« NOUS AVONS DÉCOUVERT qu'environ 5 % des Amish ont une mutation génétique qui accélère la dégradation des triglycérides, particules lipidiques associées à un risque accru de maladie coronarienne », explique dans un communiqué le Pr Toni Pollin (University of Maryland School of Medicine, Baltimore). « La découverte de cette mutation pourrait éventuellement nous aider à développer de nouvelles thérapies pour diminuer les triglycérides et prévenir la maladie cardio-vasculaire ».
On sait que des taux sanguins élevés de triglycérides à jeun (TGJ) et en post-prandial (TGpp), majorent le risque de maladie cardio-vasculaire. Désireux d’identifier des facteurs génétiques qui influencent ces taux de TGJ et de TGpp, Toni Pollin et coll. ont étudié plus de 800 membres d'une population Amish de Pennsylvanie (Comté de Lancaster). Ils ont dosé les taux de triglycérides des participants Amish à jeun puis toutes les heures pendant six heures après l'ingestion d'un milk-shake riche en graisses.
Les chercheurs ont ensuite réalisé une étude génomique d'association, analysant 500 000 marqueurs SNP dans l'ADN des participants, afin de trouver des variants SNP qui soient associés aux taux sanguins des triglycérides.
La plus forte association aussi bien avec le TGJ qu'avec le TGpp fut trouvée sur le chromosome 11q23 avec le variant rs10892151.
Les individus portant l'allèle A de ce variant présentaient des taux significativement réduits de TGJ et TGpp, évoquant les effets de la délétion du gène APOC3 chez la souris.
Les chercheurs ont donc séquencé le gène APOC3, et ont identifié dans l'allèle une mutation nulle (R19X) qui entraîne un codon stop et l'absence de production de la protéine apoCIII.
Les participants hétérozygotes pour la mutation (R19X) ont effectivement seulement 50 % des taux d'apoCIII trouvés chez les participants ne portant pas la mutation.
L'apoCIII est une protéine qui se lie aux lipides circulants. Elle inhibe la dégradation des triglycérides, qui restent ainsi plus longtemps dans le sang ; elle semble accélérer la dégradation du bon cholestérol HDL (high density lipoprotein), et des taux élevés ont été précédemment associés à un risque accru de maladie cardio-vasculaire.

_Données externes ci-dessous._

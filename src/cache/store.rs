//! Cache storage: bounded LRU with a fixed TTL.
//!
//! One `RwLock` protects both the key map and the recency order; the two
//! are never updated independently. TTL is checked lazily on read, and a
//! periodic [`QueryCache::purge_expired`] sweep bounds memory for keys that
//! are written but never read again.

use std::sync::RwLock;
use std::time::{Duration, Instant};

use lru::LruCache;
use metrics::counter;

use crate::store::Document;

use super::config::CacheConfig;
use super::keys::CacheKey;
use super::lock::{rw_read, rw_write};

const SOURCE: &str = "cache::store";

/// A cached read result: one document or one list page.
#[derive(Debug, Clone)]
pub enum CachedValue {
    Document(Document),
    List(Vec<Document>),
}

struct CacheEntry {
    value: CachedValue,
    inserted_at: Instant,
}

pub struct QueryCache {
    entries: RwLock<LruCache<CacheKey, CacheEntry>>,
    ttl: Duration,
}

impl QueryCache {
    pub fn new(config: &CacheConfig) -> Self {
        Self::with_ttl(config.capacity_non_zero(), config.ttl())
    }

    pub fn with_ttl(capacity: std::num::NonZeroUsize, ttl: Duration) -> Self {
        Self {
            entries: RwLock::new(LruCache::new(capacity)),
            ttl,
        }
    }

    /// Look up a fingerprint. An entry whose age has reached the TTL is
    /// absent even when it is the most recently used; it is popped on the
    /// spot. A fresh hit promotes the key to most-recently-used.
    pub fn get(&self, key: &CacheKey) -> Option<CachedValue> {
        let mut guard = rw_write(&self.entries, SOURCE, "get");
        let expired = match guard.get(key) {
            Some(entry) if entry.inserted_at.elapsed() < self.ttl => {
                counter!("verdant_cache_hit_total").increment(1);
                return Some(entry.value.clone());
            }
            Some(_) => true,
            None => false,
        };
        if expired {
            guard.pop(key);
            counter!("verdant_cache_expired_total").increment(1);
        }
        counter!("verdant_cache_miss_total").increment(1);
        None
    }

    /// Insert or overwrite, resetting the entry's age and recency. When the
    /// cache is full the least-recently-used entry is evicted first.
    pub fn put(&self, key: CacheKey, value: CachedValue) {
        let entry = CacheEntry {
            value,
            inserted_at: Instant::now(),
        };
        let evicted = rw_write(&self.entries, SOURCE, "put").push(key.clone(), entry);
        if let Some((evicted_key, _)) = evicted {
            if evicted_key != key {
                counter!("verdant_cache_evict_total").increment(1);
            }
        }
    }

    pub fn invalidate(&self, key: &CacheKey) {
        rw_write(&self.entries, SOURCE, "invalidate").pop(key);
    }

    /// Remove every key belonging to a collection family. Used when a write
    /// affects fingerprints the writer cannot compute exactly.
    pub fn invalidate_collection(&self, collection: &str) {
        let mut guard = rw_write(&self.entries, SOURCE, "invalidate_collection");
        let doomed: Vec<CacheKey> = guard
            .iter()
            .filter(|(key, _)| key.collection() == collection)
            .map(|(key, _)| key.clone())
            .collect();
        for key in doomed {
            guard.pop(&key);
        }
    }

    /// Remove only the list keys of a collection, leaving entity keys that
    /// the writer invalidates exactly.
    pub fn invalidate_lists(&self, collection: &str) {
        let mut guard = rw_write(&self.entries, SOURCE, "invalidate_lists");
        let doomed: Vec<CacheKey> = guard
            .iter()
            .filter(|(key, _)| key.is_list() && key.collection() == collection)
            .map(|(key, _)| key.clone())
            .collect();
        for key in doomed {
            guard.pop(&key);
        }
    }

    /// Best-effort sweep of entries past their TTL. Returns how many were
    /// dropped.
    pub fn purge_expired(&self) -> usize {
        let mut guard = rw_write(&self.entries, SOURCE, "purge_expired");
        let doomed: Vec<CacheKey> = guard
            .iter()
            .filter(|(_, entry)| entry.inserted_at.elapsed() >= self.ttl)
            .map(|(key, _)| key.clone())
            .collect();
        let purged = doomed.len();
        for key in doomed {
            guard.pop(&key);
        }
        if purged > 0 {
            counter!("verdant_cache_expired_total").increment(purged as u64);
        }
        purged
    }

    pub fn len(&self) -> usize {
        rw_read(&self.entries, SOURCE, "len").len()
    }

    pub fn is_empty(&self) -> bool {
        self.len() == 0
    }
}
use thiserror::Error;

use crate::bridge::BridgeError;
use crate::config::LoadError;
use crate::infra::error::InfraError;
use crate::store::StoreError;

/// Failures surfaced by the application services. The HTTP layer maps
/// these onto status codes; everything else logs them.
#[derive(Debug, Error)]
pub enum ServiceError {
    #[error(transparent)]
    Store(#[from] StoreError),
    #[error(transparent)]
    Bridge(#[from] BridgeError),
    #[error("{entity} `{id}` not found")]
    NotFound { entity: &'static str, id: String },
    #[error("invalid request: {0}")]
    Validation(String),
}

impl ServiceError {
    pub fn not_found(entity: &'static str, id: impl Into<String>) -> Self {
        Self::NotFound {
            entity,
            id: id.into(),
        }
    }

    pub fn validation(message: impl Into<String>) -> Self {
        Self::Validation(message.into())
    }
}

/// Top-level failure for the binary: anything that stops the process from
/// starting or keeps running from succeeding.
#[derive(Debug, Error)]
pub enum AppError {
    #[error(transparent)]
    Config(#[from] LoadError),
    #[error(transparent)]
    Infra(#[from] InfraError),
    #[error("unexpected error: {0}")]
    Unexpected(String),
}

impl AppError {
    pub fn unexpected(message: impl Into<String>) -> Self {
        Self::Unexpected(message.into())
    }
}
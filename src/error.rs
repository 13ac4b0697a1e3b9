//! Error types for request assembly.
//!
//! Every fallible builder call returns [`Error`] to its immediate caller.
//! Nothing is retried or recovered internally, and a failed call never
//! commits a partial URL or body.

/// The main error type for building requests.
///
/// # Examples
///
/// ```
/// use reqkit::{Content, Error, RequestBuilder};
///
/// let mut builder = RequestBuilder::new("POST");
/// let number = Content::json(&200).unwrap();
///
/// match builder.set_body_content("", None, None, Some(number)) {
///     Err(Error::UnsupportedContentType { kind, .. }) => assert_eq!(kind, "number"),
///     other => panic!("unexpected result: {:?}", other.map(|_| ())),
/// }
/// assert!(builder.body().is_none());
/// ```
#[derive(thiserror::Error, Debug)]
pub enum Error {
    /// The endpoint passed to `construct_http_url` is not a valid absolute URL.
    #[error("Invalid URL: {0}")]
    InvalidUrl(#[from] url::ParseError),

    /// A value could not be encoded as JSON.
    ///
    /// Raised by `set_body_content_json`, `Content::json`, and by `build()`
    /// when a structured form field fails to encode.
    #[error("Failed to serialize request body: {0}")]
    SerializationFailed(String),

    /// A `set_body_content` slot was given a kind of content it does not accept.
    ///
    /// # Fields
    ///
    /// * `slot` - Which slot rejected the content (`"JSON"` or `"non-JSON"`)
    /// * `kind` - The name of the rejected kind, e.g. `"number"` or `"stream"`
    #[error("Invalid type for {slot} body content: {kind}")]
    UnsupportedContentType {
        /// The slot that rejected the content.
        slot: &'static str,
        /// The name of the rejected content kind.
        kind: &'static str,
    },

    /// The request could not be assembled from the accumulated configuration.
    ///
    /// Covers a missing URL at build time and invalid methods, header names
    /// or header values when converting for a transport.
    #[error("Configuration error: {0}")]
    ConfigurationError(String),

    /// Reading from a caller-supplied stream failed.
    #[error("I/O error while reading body: {0}")]
    Io(#[from] std::io::Error),

    /// The transport failed to execute a built request.
    #[error("Network error: {0}")]
    Network(#[from] reqwest::Error),
}

impl Error {
    /// Returns `true` if the error came from assembling the request rather
    /// than from the transport or the body's underlying stream.
    ///
    /// ```
    /// use reqkit::Error;
    ///
    /// assert!(Error::ConfigurationError("no url".into()).is_client_side());
    /// let io = std::io::Error::new(std::io::ErrorKind::Other, "disk");
    /// assert!(!Error::from(io).is_client_side());
    /// ```
    pub fn is_client_side(&self) -> bool {
        match self {
            Error::InvalidUrl(_) => true,
            Error::SerializationFailed(_) => true,
            Error::UnsupportedContentType { .. } => true,
            Error::ConfigurationError(_) => true,
            Error::Io(_) => false,
            Error::Network(_) => false,
        }
    }
}

impl From<serde_json::Error> for Error {
    fn from(err: serde_json::Error) -> Self {
        Error::SerializationFailed(err.to_string())
    }
}

/// A specialized `Result` type for request assembly.
pub type Result<T> = std::result::Result<T, Error>;
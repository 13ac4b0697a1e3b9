//! Request body representation.
//!
//! A [`Body`] is either an in-memory buffer or a reader that the transport
//! pulls from. Stream-backed bodies are never buffered by this crate.

use crate::Result;
use std::fmt;
use std::io::{self, Cursor, Read};

/// A readable request body.
///
/// # Examples
///
/// ```
/// use reqkit::Body;
/// use std::io::Read;
///
/// let mut body = Body::from("hello");
/// assert_eq!(body.len(), Some(5));
///
/// let mut text = String::new();
/// body.read_to_string(&mut text).unwrap();
/// assert_eq!(text, "hello");
/// ```
pub struct Body {
    kind: Kind,
}

enum Kind {
    Bytes(Cursor<Vec<u8>>),
    Reader(Box<dyn Read + Send>),
}

impl Body {
    /// Creates a body backed by an in-memory buffer.
    pub fn from_bytes(bytes: impl Into<Vec<u8>>) -> Self {
        Self {
            kind: Kind::Bytes(Cursor::new(bytes.into())),
        }
    }

    /// Creates a body that reads lazily from `reader`.
    pub fn from_reader<R>(reader: R) -> Self
    where
        R: Read + Send + 'static,
    {
        Self::from_boxed_reader(Box::new(reader))
    }

    pub(crate) fn from_boxed_reader(reader: Box<dyn Read + Send>) -> Self {
        Self {
            kind: Kind::Reader(reader),
        }
    }

    /// Returns the number of bytes left to read, if known.
    ///
    /// Only in-memory bodies have a known length.
    pub fn len(&self) -> Option<u64> {
        match &self.kind {
            Kind::Bytes(cursor) => {
                let total = cursor.get_ref().len() as u64;
                Some(total.saturating_sub(cursor.position()))
            }
            Kind::Reader(_) => None,
        }
    }

    /// Returns `true` if an in-memory body has nothing left to read.
    pub fn is_empty(&self) -> bool {
        self.len() == Some(0)
    }

    /// Returns `true` if the body pulls from a reader.
    pub fn is_stream(&self) -> bool {
        matches!(self.kind, Kind::Reader(_))
    }

    /// Returns the unread in-memory bytes, or `None` for a stream.
    pub fn as_bytes(&self) -> Option<&[u8]> {
        match &self.kind {
            Kind::Bytes(cursor) => {
                let start = (cursor.position() as usize).min(cursor.get_ref().len());
                Some(&cursor.get_ref()[start..])
            }
            Kind::Reader(_) => None,
        }
    }

    /// Reads the rest of the body into memory.
    ///
    /// # Errors
    ///
    /// Returns [`crate::Error::Io`] if the underlying stream fails.
    pub fn into_bytes(self) -> Result<Vec<u8>> {
        match self.kind {
            Kind::Bytes(cursor) => {
                let start = cursor.position() as usize;
                let mut bytes = cursor.into_inner();
                bytes.drain(..start.min(bytes.len()));
                Ok(bytes)
            }
            Kind::Reader(mut reader) => {
                let mut bytes = Vec::new();
                reader.read_to_end(&mut bytes)?;
                Ok(bytes)
            }
        }
    }
}

impl Read for Body {
    fn read(&mut self, buf: &mut [u8]) -> io::Result<usize> {
        match &mut self.kind {
            Kind::Bytes(cursor) => cursor.read(buf),
            Kind::Reader(reader) => reader.read(buf),
        }
    }
}

impl fmt::Debug for Body {
    fn fmt(&self, f: &mut fmt::Formatter<'_>) -> fmt::Result {
        match &self.kind {
            Kind::Bytes(_) => f.debug_struct("Body").field("len", &self.len()).finish(),
            Kind::Reader(_) => f.debug_struct("Body").field("stream", &true).finish(),
        }
    }
}

impl From<Vec<u8>> for Body {
    fn from(bytes: Vec<u8>) -> Self {
        Body::from_bytes(bytes)
    }
}

impl From<String> for Body {
    fn from(text: String) -> Self {
        Body::from_bytes(text.into_bytes())
    }
}

impl From<&str> for Body {
    fn from(text: &str) -> Self {
        Body::from_bytes(text.as_bytes())
    }
}

impl From<Body> for reqwest::blocking::Body {
    fn from(body: Body) -> Self {
        match body.kind {
            Kind::Bytes(cursor) => {
                let start = cursor.position() as usize;
                let mut bytes = cursor.into_inner();
                bytes.drain(..start.min(bytes.len()));
                reqwest::blocking::Body::from(bytes)
            }
            Kind::Reader(reader) => reqwest::blocking::Body::new(reader),
        }
    }
}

Baisse des triglycérides et du LDL, augmentation du HDL.
Les porteurs de la mutation ont un excellent profil lipidique. Ils présentent non seulement des taux de triglycérides plus faibles que les non porteurs de la mutation, mais aussi des taux plus élevés de cholestérol HDL (le bon cholestérol), et des taux plus faibles de cholestérol total et cholestérol LDL (le mauvais cholestérol).
De surcroît, les porteurs de la mutation ont moins souvent une athérosclérose infraclinique, révélée par la détection des calcifications coronariennes à la tomographie.
Cette étude procure donc une solide preuve à l'appui d'un effet cardioprotecteur du déficit permanent en apoCIII (50 % des taux normaux).
Une personne née aux alentours de 1750.
Les fibrates abaissent indirectement l'expression APOC3, et d'autres agents hypolipémiants comme les statines, les thiazolidinediones, l'ezetimibe, la niacine, l'huile de poisson et la perte de poids ont été associés à une baisse des taux d'apoCIII.
« Le fait qu'une mutation nulle de l'APOC3, de survenue naturelle, confère un profil lipidique favorable et une cardioprotection apparente, sans entraîner d'effet néfaste manifeste, soulève la possibilité que des thérapies visant spécifiquement à réguler à la baisse l'expression de l'apoCIII seront cliniquement efficaces et sûres pour réduire la morbidité et la mortalité associées à la maladie cardio-vasculaire », concluent Pollin et coll.
Les chercheurs pensent que la mutation a été introduite pour la première fois dans la communauté Amish de Lancaster par une personne née aux alentours de 1750. La mutation semble être rare, voire absente dans la population générale.
« Science », 12 décembre 2008, p. 1702, Pollin et coll.